Work instructions:
Collect all lines below with the string "banco".

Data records
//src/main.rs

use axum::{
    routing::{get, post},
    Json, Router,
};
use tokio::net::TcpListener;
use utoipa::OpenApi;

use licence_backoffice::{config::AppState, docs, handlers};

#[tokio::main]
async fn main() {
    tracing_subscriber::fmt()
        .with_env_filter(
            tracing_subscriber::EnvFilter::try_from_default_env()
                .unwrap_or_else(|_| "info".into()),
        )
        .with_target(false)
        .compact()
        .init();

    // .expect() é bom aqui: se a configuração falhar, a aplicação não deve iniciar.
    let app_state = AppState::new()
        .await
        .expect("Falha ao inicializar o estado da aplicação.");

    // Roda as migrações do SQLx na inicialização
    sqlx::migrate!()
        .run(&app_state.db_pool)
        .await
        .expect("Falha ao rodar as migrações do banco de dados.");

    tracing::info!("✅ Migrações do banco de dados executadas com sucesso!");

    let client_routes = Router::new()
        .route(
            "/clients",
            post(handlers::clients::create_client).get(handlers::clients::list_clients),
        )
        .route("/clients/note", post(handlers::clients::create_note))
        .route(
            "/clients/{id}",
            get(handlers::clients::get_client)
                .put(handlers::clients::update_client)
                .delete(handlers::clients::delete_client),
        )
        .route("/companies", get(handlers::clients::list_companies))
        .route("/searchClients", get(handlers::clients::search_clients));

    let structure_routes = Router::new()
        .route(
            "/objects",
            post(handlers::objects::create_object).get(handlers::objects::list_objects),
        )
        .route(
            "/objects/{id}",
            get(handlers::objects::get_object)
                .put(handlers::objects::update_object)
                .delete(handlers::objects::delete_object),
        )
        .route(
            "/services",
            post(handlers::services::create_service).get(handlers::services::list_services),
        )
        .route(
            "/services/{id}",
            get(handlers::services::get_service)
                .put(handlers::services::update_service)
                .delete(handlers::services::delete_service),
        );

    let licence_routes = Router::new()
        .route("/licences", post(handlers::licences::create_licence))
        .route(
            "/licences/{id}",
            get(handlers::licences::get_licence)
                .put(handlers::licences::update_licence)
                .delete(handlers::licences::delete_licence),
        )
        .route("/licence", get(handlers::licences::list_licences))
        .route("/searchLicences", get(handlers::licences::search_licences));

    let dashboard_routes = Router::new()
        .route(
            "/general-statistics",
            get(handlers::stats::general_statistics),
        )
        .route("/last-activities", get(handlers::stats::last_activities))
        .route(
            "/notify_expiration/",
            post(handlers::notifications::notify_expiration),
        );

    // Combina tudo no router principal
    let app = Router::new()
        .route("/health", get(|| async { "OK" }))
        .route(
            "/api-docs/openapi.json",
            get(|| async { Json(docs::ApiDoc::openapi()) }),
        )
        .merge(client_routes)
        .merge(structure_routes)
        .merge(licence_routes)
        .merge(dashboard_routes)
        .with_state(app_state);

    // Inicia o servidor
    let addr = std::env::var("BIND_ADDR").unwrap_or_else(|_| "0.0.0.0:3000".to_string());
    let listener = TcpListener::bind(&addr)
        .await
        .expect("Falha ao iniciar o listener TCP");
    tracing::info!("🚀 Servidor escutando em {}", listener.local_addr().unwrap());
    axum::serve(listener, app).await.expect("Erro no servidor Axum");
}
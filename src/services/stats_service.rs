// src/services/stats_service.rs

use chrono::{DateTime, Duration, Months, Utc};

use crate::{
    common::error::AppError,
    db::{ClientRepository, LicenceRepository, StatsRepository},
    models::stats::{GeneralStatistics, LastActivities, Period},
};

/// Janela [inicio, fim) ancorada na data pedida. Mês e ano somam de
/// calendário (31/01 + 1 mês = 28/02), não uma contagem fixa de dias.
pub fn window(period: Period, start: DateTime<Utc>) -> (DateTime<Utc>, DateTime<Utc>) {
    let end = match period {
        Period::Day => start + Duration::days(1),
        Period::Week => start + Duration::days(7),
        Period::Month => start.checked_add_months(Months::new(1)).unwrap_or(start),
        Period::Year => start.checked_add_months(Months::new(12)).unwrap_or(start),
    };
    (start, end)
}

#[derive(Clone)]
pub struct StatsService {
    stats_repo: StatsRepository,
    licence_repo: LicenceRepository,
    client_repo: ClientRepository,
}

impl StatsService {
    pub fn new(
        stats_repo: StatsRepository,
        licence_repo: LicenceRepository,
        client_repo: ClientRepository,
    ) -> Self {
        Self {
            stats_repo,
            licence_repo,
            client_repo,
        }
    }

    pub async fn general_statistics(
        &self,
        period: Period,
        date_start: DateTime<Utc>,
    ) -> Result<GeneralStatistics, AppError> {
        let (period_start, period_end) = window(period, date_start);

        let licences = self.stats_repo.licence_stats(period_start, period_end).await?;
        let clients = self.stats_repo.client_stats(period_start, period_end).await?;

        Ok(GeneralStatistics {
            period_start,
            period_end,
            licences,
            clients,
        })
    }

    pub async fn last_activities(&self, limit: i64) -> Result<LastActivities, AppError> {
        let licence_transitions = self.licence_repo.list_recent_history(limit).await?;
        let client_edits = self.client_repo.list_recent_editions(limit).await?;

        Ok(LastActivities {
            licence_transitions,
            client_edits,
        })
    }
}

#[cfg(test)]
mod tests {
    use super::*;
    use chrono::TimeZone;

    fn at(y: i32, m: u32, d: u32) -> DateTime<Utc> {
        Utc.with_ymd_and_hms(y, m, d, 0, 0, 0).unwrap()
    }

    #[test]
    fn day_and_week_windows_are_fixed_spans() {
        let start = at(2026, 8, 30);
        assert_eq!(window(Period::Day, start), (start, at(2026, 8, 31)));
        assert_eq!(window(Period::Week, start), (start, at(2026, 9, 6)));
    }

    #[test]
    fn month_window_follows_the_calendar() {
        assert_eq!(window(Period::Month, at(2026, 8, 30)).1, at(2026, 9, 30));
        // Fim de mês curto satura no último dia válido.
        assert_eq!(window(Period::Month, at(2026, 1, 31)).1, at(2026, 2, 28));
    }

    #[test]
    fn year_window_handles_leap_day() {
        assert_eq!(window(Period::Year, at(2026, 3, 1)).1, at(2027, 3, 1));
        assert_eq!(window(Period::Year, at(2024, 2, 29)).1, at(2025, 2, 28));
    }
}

Output for this exercise:
        .expect("Falha ao rodar as migrações do banco de dados.");
    tracing::info!("✅ Migrações do banco de dados executadas com sucesso!");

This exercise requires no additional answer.